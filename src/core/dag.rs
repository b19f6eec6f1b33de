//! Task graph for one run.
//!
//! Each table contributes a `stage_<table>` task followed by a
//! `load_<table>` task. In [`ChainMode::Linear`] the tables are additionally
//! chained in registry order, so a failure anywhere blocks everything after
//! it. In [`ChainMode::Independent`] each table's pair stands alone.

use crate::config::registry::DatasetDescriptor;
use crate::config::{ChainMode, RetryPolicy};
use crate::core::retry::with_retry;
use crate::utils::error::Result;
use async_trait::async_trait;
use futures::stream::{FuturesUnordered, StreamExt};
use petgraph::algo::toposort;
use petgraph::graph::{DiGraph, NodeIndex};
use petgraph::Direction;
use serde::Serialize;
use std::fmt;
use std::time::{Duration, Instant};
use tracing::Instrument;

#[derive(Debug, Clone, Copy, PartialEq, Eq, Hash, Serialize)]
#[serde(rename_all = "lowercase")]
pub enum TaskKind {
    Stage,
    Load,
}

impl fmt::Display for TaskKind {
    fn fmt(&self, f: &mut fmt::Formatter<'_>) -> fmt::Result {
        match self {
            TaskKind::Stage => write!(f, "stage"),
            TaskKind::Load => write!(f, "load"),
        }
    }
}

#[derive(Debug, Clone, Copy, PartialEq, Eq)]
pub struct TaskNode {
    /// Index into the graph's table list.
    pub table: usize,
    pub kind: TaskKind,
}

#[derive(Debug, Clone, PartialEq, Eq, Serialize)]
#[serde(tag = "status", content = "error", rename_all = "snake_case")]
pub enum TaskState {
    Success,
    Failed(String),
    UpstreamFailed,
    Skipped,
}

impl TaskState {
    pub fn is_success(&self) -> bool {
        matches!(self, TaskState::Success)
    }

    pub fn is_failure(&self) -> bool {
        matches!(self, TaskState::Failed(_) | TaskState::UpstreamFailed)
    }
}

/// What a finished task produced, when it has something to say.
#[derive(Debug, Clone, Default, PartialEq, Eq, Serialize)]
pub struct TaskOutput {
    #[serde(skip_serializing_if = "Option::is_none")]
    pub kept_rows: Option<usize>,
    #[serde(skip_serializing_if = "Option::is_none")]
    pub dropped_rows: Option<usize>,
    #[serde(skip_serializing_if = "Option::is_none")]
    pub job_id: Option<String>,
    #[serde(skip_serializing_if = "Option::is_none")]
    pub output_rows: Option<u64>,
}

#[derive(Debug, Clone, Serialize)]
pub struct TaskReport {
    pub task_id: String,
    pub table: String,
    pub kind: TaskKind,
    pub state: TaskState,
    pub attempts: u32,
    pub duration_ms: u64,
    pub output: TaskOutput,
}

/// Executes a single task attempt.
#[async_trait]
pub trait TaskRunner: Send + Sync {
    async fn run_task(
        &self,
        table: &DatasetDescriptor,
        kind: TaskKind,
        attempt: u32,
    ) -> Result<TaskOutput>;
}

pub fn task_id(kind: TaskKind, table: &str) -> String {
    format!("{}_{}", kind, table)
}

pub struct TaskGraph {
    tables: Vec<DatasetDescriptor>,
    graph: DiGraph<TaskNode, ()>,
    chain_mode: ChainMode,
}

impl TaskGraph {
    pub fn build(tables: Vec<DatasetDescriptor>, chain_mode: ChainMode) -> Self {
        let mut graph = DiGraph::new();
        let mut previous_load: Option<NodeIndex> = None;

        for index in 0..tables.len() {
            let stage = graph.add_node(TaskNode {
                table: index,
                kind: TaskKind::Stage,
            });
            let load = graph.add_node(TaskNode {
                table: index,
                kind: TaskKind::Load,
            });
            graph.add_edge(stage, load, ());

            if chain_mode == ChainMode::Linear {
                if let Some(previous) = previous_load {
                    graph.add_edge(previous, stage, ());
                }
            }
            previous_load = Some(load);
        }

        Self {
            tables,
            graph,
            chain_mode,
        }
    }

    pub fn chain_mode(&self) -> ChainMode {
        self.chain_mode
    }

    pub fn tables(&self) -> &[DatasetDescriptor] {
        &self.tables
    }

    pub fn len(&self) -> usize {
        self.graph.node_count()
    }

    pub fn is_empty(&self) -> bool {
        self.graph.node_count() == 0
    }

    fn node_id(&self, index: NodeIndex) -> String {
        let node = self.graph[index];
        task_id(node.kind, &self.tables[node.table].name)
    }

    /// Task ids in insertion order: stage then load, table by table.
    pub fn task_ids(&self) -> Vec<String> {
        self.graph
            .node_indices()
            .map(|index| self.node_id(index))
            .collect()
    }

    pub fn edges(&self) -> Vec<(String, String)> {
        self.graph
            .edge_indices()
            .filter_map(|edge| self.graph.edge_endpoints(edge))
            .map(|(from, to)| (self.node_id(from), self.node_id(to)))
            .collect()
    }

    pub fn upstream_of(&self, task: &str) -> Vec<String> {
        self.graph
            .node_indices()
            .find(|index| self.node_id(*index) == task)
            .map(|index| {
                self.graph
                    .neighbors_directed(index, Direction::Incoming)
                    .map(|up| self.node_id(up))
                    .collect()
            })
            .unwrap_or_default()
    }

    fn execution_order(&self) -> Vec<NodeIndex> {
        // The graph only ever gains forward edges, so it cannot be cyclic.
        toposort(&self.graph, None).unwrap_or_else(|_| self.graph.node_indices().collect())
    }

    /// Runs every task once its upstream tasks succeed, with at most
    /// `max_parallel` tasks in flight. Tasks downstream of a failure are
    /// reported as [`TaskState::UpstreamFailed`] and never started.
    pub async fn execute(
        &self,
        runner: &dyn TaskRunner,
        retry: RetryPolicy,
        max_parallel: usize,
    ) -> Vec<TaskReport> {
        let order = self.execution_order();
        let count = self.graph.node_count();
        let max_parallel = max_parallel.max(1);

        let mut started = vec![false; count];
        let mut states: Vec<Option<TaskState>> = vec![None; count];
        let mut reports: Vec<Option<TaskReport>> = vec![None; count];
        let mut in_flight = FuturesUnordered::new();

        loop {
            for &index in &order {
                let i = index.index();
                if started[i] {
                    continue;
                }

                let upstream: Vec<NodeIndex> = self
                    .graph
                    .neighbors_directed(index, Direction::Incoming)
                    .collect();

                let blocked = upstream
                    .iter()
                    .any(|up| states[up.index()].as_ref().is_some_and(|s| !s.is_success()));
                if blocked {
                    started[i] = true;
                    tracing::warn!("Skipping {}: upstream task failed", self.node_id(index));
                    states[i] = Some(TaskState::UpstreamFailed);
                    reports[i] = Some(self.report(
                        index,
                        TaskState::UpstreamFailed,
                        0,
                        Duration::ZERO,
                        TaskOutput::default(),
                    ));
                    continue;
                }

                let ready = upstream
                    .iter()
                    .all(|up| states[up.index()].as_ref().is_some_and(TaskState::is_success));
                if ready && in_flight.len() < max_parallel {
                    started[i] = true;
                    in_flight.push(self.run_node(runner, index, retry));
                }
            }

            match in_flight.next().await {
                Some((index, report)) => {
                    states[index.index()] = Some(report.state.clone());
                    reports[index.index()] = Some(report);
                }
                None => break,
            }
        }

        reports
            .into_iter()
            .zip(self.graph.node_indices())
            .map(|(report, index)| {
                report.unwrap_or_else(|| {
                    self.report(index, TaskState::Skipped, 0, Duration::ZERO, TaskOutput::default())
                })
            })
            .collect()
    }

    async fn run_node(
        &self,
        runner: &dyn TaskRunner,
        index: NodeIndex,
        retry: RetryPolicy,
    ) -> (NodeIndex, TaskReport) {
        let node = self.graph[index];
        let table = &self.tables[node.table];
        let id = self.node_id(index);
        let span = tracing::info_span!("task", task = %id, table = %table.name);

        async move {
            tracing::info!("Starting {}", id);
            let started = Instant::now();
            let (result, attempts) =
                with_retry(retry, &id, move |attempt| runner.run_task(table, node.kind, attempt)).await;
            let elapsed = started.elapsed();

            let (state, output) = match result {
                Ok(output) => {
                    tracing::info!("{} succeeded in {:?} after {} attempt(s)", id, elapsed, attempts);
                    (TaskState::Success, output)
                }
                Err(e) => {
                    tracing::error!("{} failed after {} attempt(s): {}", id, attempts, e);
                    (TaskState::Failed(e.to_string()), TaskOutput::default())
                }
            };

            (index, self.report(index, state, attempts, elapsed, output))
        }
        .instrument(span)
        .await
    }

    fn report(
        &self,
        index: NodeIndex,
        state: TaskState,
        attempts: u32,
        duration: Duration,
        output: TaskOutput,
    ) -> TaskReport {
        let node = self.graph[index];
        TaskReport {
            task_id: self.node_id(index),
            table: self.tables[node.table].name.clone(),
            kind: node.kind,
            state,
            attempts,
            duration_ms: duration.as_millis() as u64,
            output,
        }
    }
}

§ **WHAT YOU ARE ASKED TO DO**
The lines to copy are those in the listing that contain "UpstreamFailed".

§ **TASK RESPONSE**
    UpstreamFailed,
        matches!(self, TaskState::Failed(_) | TaskState::UpstreamFailed)
    /// reported as [`TaskState::UpstreamFailed`] and never started.
                    states[i] = Some(TaskState::UpstreamFailed);
                        TaskState::UpstreamFailed,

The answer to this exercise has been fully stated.